Maternal phthalate exposure promotes allergic airway inflammation over 2 generations through epigenetic modifications

Background Prenatal and early postnatal exposures to environmental factors are considered responsible for the increasing prevalence of allergic diseases. Although there is some evidence for allergy-promoting effects in children because of exposure to plasticizers, such as phthalates, findings of previous studies are inconsistent and lack mechanistic information. Objective We investigated the effect of maternal phthalate exposure on asthma development in subsequent generations and their underlying mechanisms, including epigenetic alterations. Methods Phthalate metabolites were measured within the prospective mother-child cohort Lifestyle and Environmental Factors and Their Influence on Newborns Allergy Risk (LINA) and correlated with asthma development in the children. A murine transgenerational asthma model was used to identify involved pathways.

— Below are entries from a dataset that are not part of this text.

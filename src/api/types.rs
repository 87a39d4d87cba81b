//! Wire types for the execution endpoints.

use serde::{Deserialize, Serialize};

use super::{MULTI_PATH, SINGLE_PATH};
use crate::model::ExecutionMode;

/// Body of `POST /api/models/single`.
#[derive(Debug, Clone, PartialEq, Eq, Serialize, Deserialize)]
pub struct SingleRequest {
    /// Model identifier
    pub model: String,
    /// Trimmed prompt text
    pub prompt: String,
    /// Image reference, omitted when blank
    #[serde(default, skip_serializing_if = "Option::is_none")]
    pub image_url: Option<String>,
    /// Audio reference, omitted when blank
    #[serde(default, skip_serializing_if = "Option::is_none")]
    pub audio_url: Option<String>,
}

/// Body of `POST /api/models/multi`.
#[derive(Debug, Clone, PartialEq, Eq, Serialize, Deserialize)]
pub struct MultiRequest {
    /// Model identifiers, in selection order
    pub models: Vec<String>,
    /// Trimmed prompt text
    pub prompt: String,
    /// Image reference, omitted when blank
    #[serde(default, skip_serializing_if = "Option::is_none")]
    pub image_url: Option<String>,
    /// Audio reference, omitted when blank
    #[serde(default, skip_serializing_if = "Option::is_none")]
    pub audio_url: Option<String>,
}

/// A request ready to be dispatched.
#[derive(Debug, Clone, PartialEq, Eq)]
pub enum ExecutionRequest {
    /// Single-model request
    Single(SingleRequest),
    /// Multi-model request
    Multi(MultiRequest),
}

impl ExecutionRequest {
    /// Mode this request was built for.
    #[must_use]
    pub const fn mode(&self) -> ExecutionMode {
        match self {
            Self::Single(_) => ExecutionMode::Single,
            Self::Multi(_) => ExecutionMode::Multi,
        }
    }

    /// Endpoint path the request is sent to.
    #[must_use]
    pub const fn path(&self) -> &'static str {
        match self {
            Self::Single(_) => SINGLE_PATH,
            Self::Multi(_) => MULTI_PATH,
        }
    }

    /// Number of models the request targets.
    #[must_use]
    pub fn model_count(&self) -> usize {
        match self {
            Self::Single(_) => 1,
            Self::Multi(request) => request.models.len(),
        }
    }
}

/// Per-model outcome reported by the backend.
#[derive(Debug, Default, Clone, Copy, PartialEq, Eq, Serialize, Deserialize)]
#[serde(rename_all = "lowercase")]
pub enum ResultStatus {
    /// The model produced a response.
    #[default]
    Success,
    /// The model call failed.
    Error,
}

/// Structured error description embedded in responses.
#[derive(Debug, Clone, Default, PartialEq, Eq, Serialize, Deserialize)]
pub struct ErrorDetail {
    /// Human-readable message
    #[serde(default, skip_serializing_if = "Option::is_none")]
    pub message: Option<String>,
    /// Machine-readable code
    #[serde(default, skip_serializing_if = "Option::is_none")]
    pub code: Option<String>,
}

/// Token accounting for one model call.
#[derive(Debug, Clone, Copy, Default, PartialEq, Eq, Serialize, Deserialize)]
pub struct Usage {
    /// Tokens in the prompt
    #[serde(default, skip_serializing_if = "Option::is_none")]
    pub prompt_tokens: Option<u64>,
    /// Tokens in the completion
    #[serde(default, skip_serializing_if = "Option::is_none")]
    pub completion_tokens: Option<u64>,
    /// Total tokens billed
    #[serde(default, skip_serializing_if = "Option::is_none")]
    pub total_tokens: Option<u64>,
}

/// One model's answer.
#[derive(Debug, Clone, Default, PartialEq, Eq, Serialize, Deserialize)]
pub struct SingleResult {
    /// Model that produced this result
    #[serde(default)]
    pub model: String,
    /// Model output text
    #[serde(default, skip_serializing_if = "Option::is_none")]
    pub response: Option<String>,
    /// Whether this model's call succeeded
    #[serde(default)]
    pub status: ResultStatus,
    /// Failure details when `status` is `error`
    #[serde(default, skip_serializing_if = "Option::is_none")]
    pub error: Option<ErrorDetail>,
    /// Wall-clock latency of the model call
    #[serde(default, skip_serializing_if = "Option::is_none")]
    pub latency_ms: Option<u64>,
    /// Token usage
    #[serde(default, skip_serializing_if = "Option::is_none")]
    pub usage: Option<Usage>,
}

impl SingleResult {
    /// Whether this model's call succeeded.
    #[must_use]
    pub fn is_success(&self) -> bool {
        self.status == ResultStatus::Success
    }

    /// Error message for a failed call, if the backend supplied one.
    #[must_use]
    pub fn error_message(&self) -> Option<&str> {
        self.error.as_ref().and_then(|e| e.message.as_deref())
    }
}

/// Answers from every model in a multi execution.
#[derive(Debug, Clone, Default, PartialEq, Eq, Serialize, Deserialize)]
pub struct MultiResult {
    /// Per-model results, in the order the backend returned them
    #[serde(default)]
    pub results: Vec<SingleResult>,
    /// Wall-clock latency of the whole fan-out
    #[serde(default, skip_serializing_if = "Option::is_none")]
    pub total_latency_ms: Option<u64>,
}

impl MultiResult {
    /// Number of models that succeeded.
    #[must_use]
    pub fn succeeded(&self) -> usize {
        self.results.iter().filter(|r| r.is_success()).count()
    }

    /// Number of models that failed.
    #[must_use]
    pub fn failed(&self) -> usize {
        self.results.len() - self.succeeded()
    }
}

/// Outcome of a completed execution.
#[derive(Debug, Clone, PartialEq, Eq, Serialize)]
#[serde(untagged)]
pub enum ExecutionResult {
    /// Result from the single endpoint
    Single(SingleResult),
    /// Result from the multi endpoint
    Multi(MultiResult),
}

impl ExecutionResult {
    /// Mode that produced this result.
    #[must_use]
    pub const fn mode(&self) -> ExecutionMode {
        match self {
            Self::Single(_) => ExecutionMode::Single,
            Self::Multi(_) => ExecutionMode::Multi,
        }
    }
}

Results In LINA maternal urinary concentrations of mono-n-butyl phthalate, a metabolite of butyl benzyl phthalate (BBP), were associated with an increased asthma risk in the children. Using a murine transgenerational asthma model, we demonstrate a direct effect of BBP on asthma severity in the offspring with a persistently increased airway inflammation up to the F2 generation. This disease-promoting effect was mediated by BBP-induced global DNA hypermethylation in CD4 + T cells of the offspring because treatment with a DNA-demethylating agent alleviated exacerbation of allergic airway inflammation. Thirteen transcriptionally downregulated genes linked to promoter or enhancer hypermethylation were identified. Among these, the GATA-3 repressor zinc finger protein 1 (Zfpm1) emerged as a potential mediator of the enhanced susceptibility for T H 2-driven allergic asthma. Conclusion These data provide strong evidence that maternal BBP exposure increases the risk for allergic airway inflammation in the offspring by modulating the expression of genes involved in T H 2 differentiation through epigenetic alterations.